> _What the task asks_: Output all entries precisely.

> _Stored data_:
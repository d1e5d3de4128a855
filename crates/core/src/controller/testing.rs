//! Test doubles for driving the controller without a real network.

use std::collections::HashMap;
use std::sync::{Arc, Mutex};

use async_trait::async_trait;
use tokio::sync::Notify;
use url::Url;

use super::{CacheController, ControllerConfig, PartitionNames};
use crate::Error;
use crate::cache::{CacheStorage, RequestKey};
use crate::http::{Method, Request, Response};
use crate::network::Network;

pub(crate) const ORIGIN: &str = "https://legallyup.test";

pub(crate) fn url(path: &str) -> Url {
    Url::parse(ORIGIN).unwrap().join(path).unwrap()
}

pub(crate) fn config() -> ControllerConfig {
    ControllerConfig {
        version: "v1".into(),
        origin: Url::parse(ORIGIN).unwrap(),
        names: PartitionNames::new("legallyup", "v1"),
        static_assets: vec!["/".into(), "/favicon.ico".into(), "/vite.svg".into()],
        preserve_legacy_cache: true,
    }
}

/// Open `partition` and store one entry in it.
pub(crate) async fn seed(storage: &dyn CacheStorage, partition: &str, key: &RequestKey, response: Response) {
    storage.open(partition).await.unwrap();
    storage.put(partition, key, &response).await.unwrap();
}

pub(crate) fn controller(storage: Arc<dyn CacheStorage>, network: Arc<dyn Network>) -> CacheController {
    CacheController::new(config(), storage, network)
}

#[derive(Clone)]
enum Route {
    Respond(Response),
    Fail,
    /// Respond only once the paired `Notify` fires.
    Gated(Response, Arc<Notify>),
}

/// Scripted network. Unknown URLs behave as if offline.
#[derive(Default)]
pub(crate) struct FakeNetwork {
    routes: Mutex<HashMap<String, Route>>,
    calls: Mutex<Vec<(Method, String)>>,
}

impl FakeNetwork {
    pub(crate) fn new() -> Self {
        Self::default()
    }

    pub(crate) fn respond(&self, path: &str, response: Response) {
        self.routes
            .lock()
            .unwrap()
            .insert(url(path).to_string(), Route::Respond(response));
    }

    pub(crate) fn fail(&self, path: &str) {
        self.routes.lock().unwrap().insert(url(path).to_string(), Route::Fail);
    }

    pub(crate) fn gated(&self, path: &str, response: Response) -> Arc<Notify> {
        let gate = Arc::new(Notify::new());
        self.routes
            .lock()
            .unwrap()
            .insert(url(path).to_string(), Route::Gated(response, Arc::clone(&gate)));
        gate
    }

    pub(crate) fn calls_to(&self, path: &str) -> usize {
        let target = url(path).to_string();
        self.calls.lock().unwrap().iter().filter(|(_, u)| *u == target).count()
    }

    pub(crate) fn total_calls(&self) -> usize {
        self.calls.lock().unwrap().len()
    }
}

#[async_trait]
impl Network for FakeNetwork {
    async fn fetch(&self, request: &Request) -> Result<Response, Error> {
        let target = request.url.to_string();
        self.calls
            .lock()
            .unwrap()
            .push((request.method.clone(), target.clone()));
        let route = self.routes.lock().unwrap().get(&target).cloned();

        match route {
            Some(Route::Respond(response)) => Ok(response.with_url(target)),
            Some(Route::Gated(response, gate)) => {
                gate.notified().await;
                Ok(response.with_url(target))
            }
            Some(Route::Fail) | None => Err(Error::Network(format!("failed to fetch {target}"))),
        }
    }
}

> _Output of the exercise_:
repository d1e5d3de4128a855
filename crates/core/src/controller/testing.rs
//! Test doubles for driving the controller without a real network.

use std::collections::HashMap;
use std::sync::{Arc, Mutex};

use async_trait::async_trait;
use tokio::sync::Notify;
use url::Url;

use super::{CacheController, ControllerConfig, PartitionNames};
use crate::Error;
use crate::cache::{CacheStorage, RequestKey};
use crate::http::{Method, Request, Response};
use crate::network::Network;

pub(crate) const ORIGIN: &str = "https://legallyup.test";

pub(crate) fn url(path: &str) -> Url {
    Url::parse(ORIGIN).unwrap().join(path).unwrap()
}

pub(crate) fn config() -> ControllerConfig {
    ControllerConfig {
        version: "v1".into(),
        origin: Url::parse(ORIGIN).unwrap(),
        names: PartitionNames::new("legallyup", "v1"),
        static_assets: vec!["/".into(), "/favicon.ico".into(), "/vite.svg".into()],
        preserve_legacy_cache: true,
    }
}

/// Open `partition` and store one entry in it.
pub(crate) async fn seed(storage: &dyn CacheStorage, partition: &str, key: &RequestKey, response: Response) {
    storage.open(partition).await.unwrap();
    storage.put(partition, key, &response).await.unwrap();
}

pub(crate) fn controller(storage: Arc<dyn CacheStorage>, network: Arc<dyn Network>) -> CacheController {
    CacheController::new(config(), storage, network)
}

#[derive(Clone)]
enum Route {
    Respond(Response),
    Fail,
    /// Respond only once the paired `Notify` fires.
    Gated(Response, Arc<Notify>),
}

/// Scripted network. Unknown URLs behave as if offline.
#[derive(Default)]
pub(crate) struct FakeNetwork {
    routes: Mutex<HashMap<String, Route>>,
    calls: Mutex<Vec<(Method, String)>>,
}

impl FakeNetwork {
    pub(crate) fn new() -> Self {
        Self::default()
    }

    pub(crate) fn respond(&self, path: &str, response: Response) {
        self.routes
            .lock()
            .unwrap()
            .insert(url(path).to_string(), Route::Respond(response));
    }

    pub(crate) fn fail(&self, path: &str) {
        self.routes.lock().unwrap().insert(url(path).to_string(), Route::Fail);
    }

    pub(crate) fn gated(&self, path: &str, response: Response) -> Arc<Notify> {
        let gate = Arc::new(Notify::new());
        self.routes
            .lock()
            .unwrap()
            .insert(url(path).to_string(), Route::Gated(response, Arc::clone(&gate)));
        gate
    }

    pub(crate) fn calls_to(&self, path: &str) -> usize {
        let target = url(path).to_string();
        self.calls.lock().unwrap().iter().filter(|(_, u)| *u == target).count()
    }

    pub(crate) fn total_calls(&self) -> usize {
        self.calls.lock().unwrap().len()
    }
}

#[async_trait]
impl Network for FakeNetwork {
    async fn fetch(&self, request: &Request) -> Result<Response, Error> {
        let target = request.url.to_string();
        self.calls
            .lock()
            .unwrap()
            .push((request.method.clone(), target.clone()));
        let route = self.routes.lock().unwrap().get(&target).cloned();

        match route {
            Some(Route::Respond(response)) => Ok(response.with_url(target)),
            Some(Route::Gated(response, gate)) => {
                gate.notified().await;
                Ok(response.with_url(target))
            }
            Some(Route::Fail) | None => Err(Error::Network(format!("failed to fetch {target}"))),
        }
    }
}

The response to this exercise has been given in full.